## Records from a collection
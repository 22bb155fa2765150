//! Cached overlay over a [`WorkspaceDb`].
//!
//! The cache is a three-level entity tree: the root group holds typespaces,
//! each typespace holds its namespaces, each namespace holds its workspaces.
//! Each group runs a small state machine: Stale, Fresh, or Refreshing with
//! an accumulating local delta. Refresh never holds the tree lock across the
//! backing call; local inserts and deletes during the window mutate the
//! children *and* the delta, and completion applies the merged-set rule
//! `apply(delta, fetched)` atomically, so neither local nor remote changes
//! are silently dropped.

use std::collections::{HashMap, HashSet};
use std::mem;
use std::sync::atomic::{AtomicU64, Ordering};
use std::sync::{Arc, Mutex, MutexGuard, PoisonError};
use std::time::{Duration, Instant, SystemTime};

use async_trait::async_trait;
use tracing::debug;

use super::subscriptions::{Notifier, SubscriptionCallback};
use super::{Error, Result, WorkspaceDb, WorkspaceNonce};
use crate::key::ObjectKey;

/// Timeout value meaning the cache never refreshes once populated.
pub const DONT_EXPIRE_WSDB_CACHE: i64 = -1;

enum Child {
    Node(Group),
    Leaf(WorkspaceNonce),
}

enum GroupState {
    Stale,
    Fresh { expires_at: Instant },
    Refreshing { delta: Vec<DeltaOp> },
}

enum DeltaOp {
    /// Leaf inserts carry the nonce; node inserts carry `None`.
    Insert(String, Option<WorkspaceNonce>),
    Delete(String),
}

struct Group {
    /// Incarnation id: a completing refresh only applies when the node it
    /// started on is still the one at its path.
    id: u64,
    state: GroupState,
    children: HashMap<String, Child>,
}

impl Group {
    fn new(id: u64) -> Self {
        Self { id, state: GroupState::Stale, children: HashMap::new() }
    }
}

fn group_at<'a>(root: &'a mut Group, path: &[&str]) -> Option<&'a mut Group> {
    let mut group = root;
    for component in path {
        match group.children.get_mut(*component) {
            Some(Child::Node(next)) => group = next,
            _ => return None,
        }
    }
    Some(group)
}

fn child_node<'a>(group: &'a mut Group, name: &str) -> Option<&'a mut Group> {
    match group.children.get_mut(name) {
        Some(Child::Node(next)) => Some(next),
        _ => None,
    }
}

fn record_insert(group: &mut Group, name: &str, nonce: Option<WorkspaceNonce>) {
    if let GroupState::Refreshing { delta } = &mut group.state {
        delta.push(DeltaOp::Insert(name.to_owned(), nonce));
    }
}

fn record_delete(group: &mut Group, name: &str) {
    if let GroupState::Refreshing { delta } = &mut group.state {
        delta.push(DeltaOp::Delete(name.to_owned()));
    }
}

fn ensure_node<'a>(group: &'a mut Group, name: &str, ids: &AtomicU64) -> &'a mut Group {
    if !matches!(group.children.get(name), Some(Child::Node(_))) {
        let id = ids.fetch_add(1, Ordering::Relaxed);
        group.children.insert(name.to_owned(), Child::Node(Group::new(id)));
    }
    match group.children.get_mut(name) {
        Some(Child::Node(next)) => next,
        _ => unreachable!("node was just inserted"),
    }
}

## Exercise instructions
Above are lines of data; count those that hold "Self" and answer with the number only.

## Answer space
2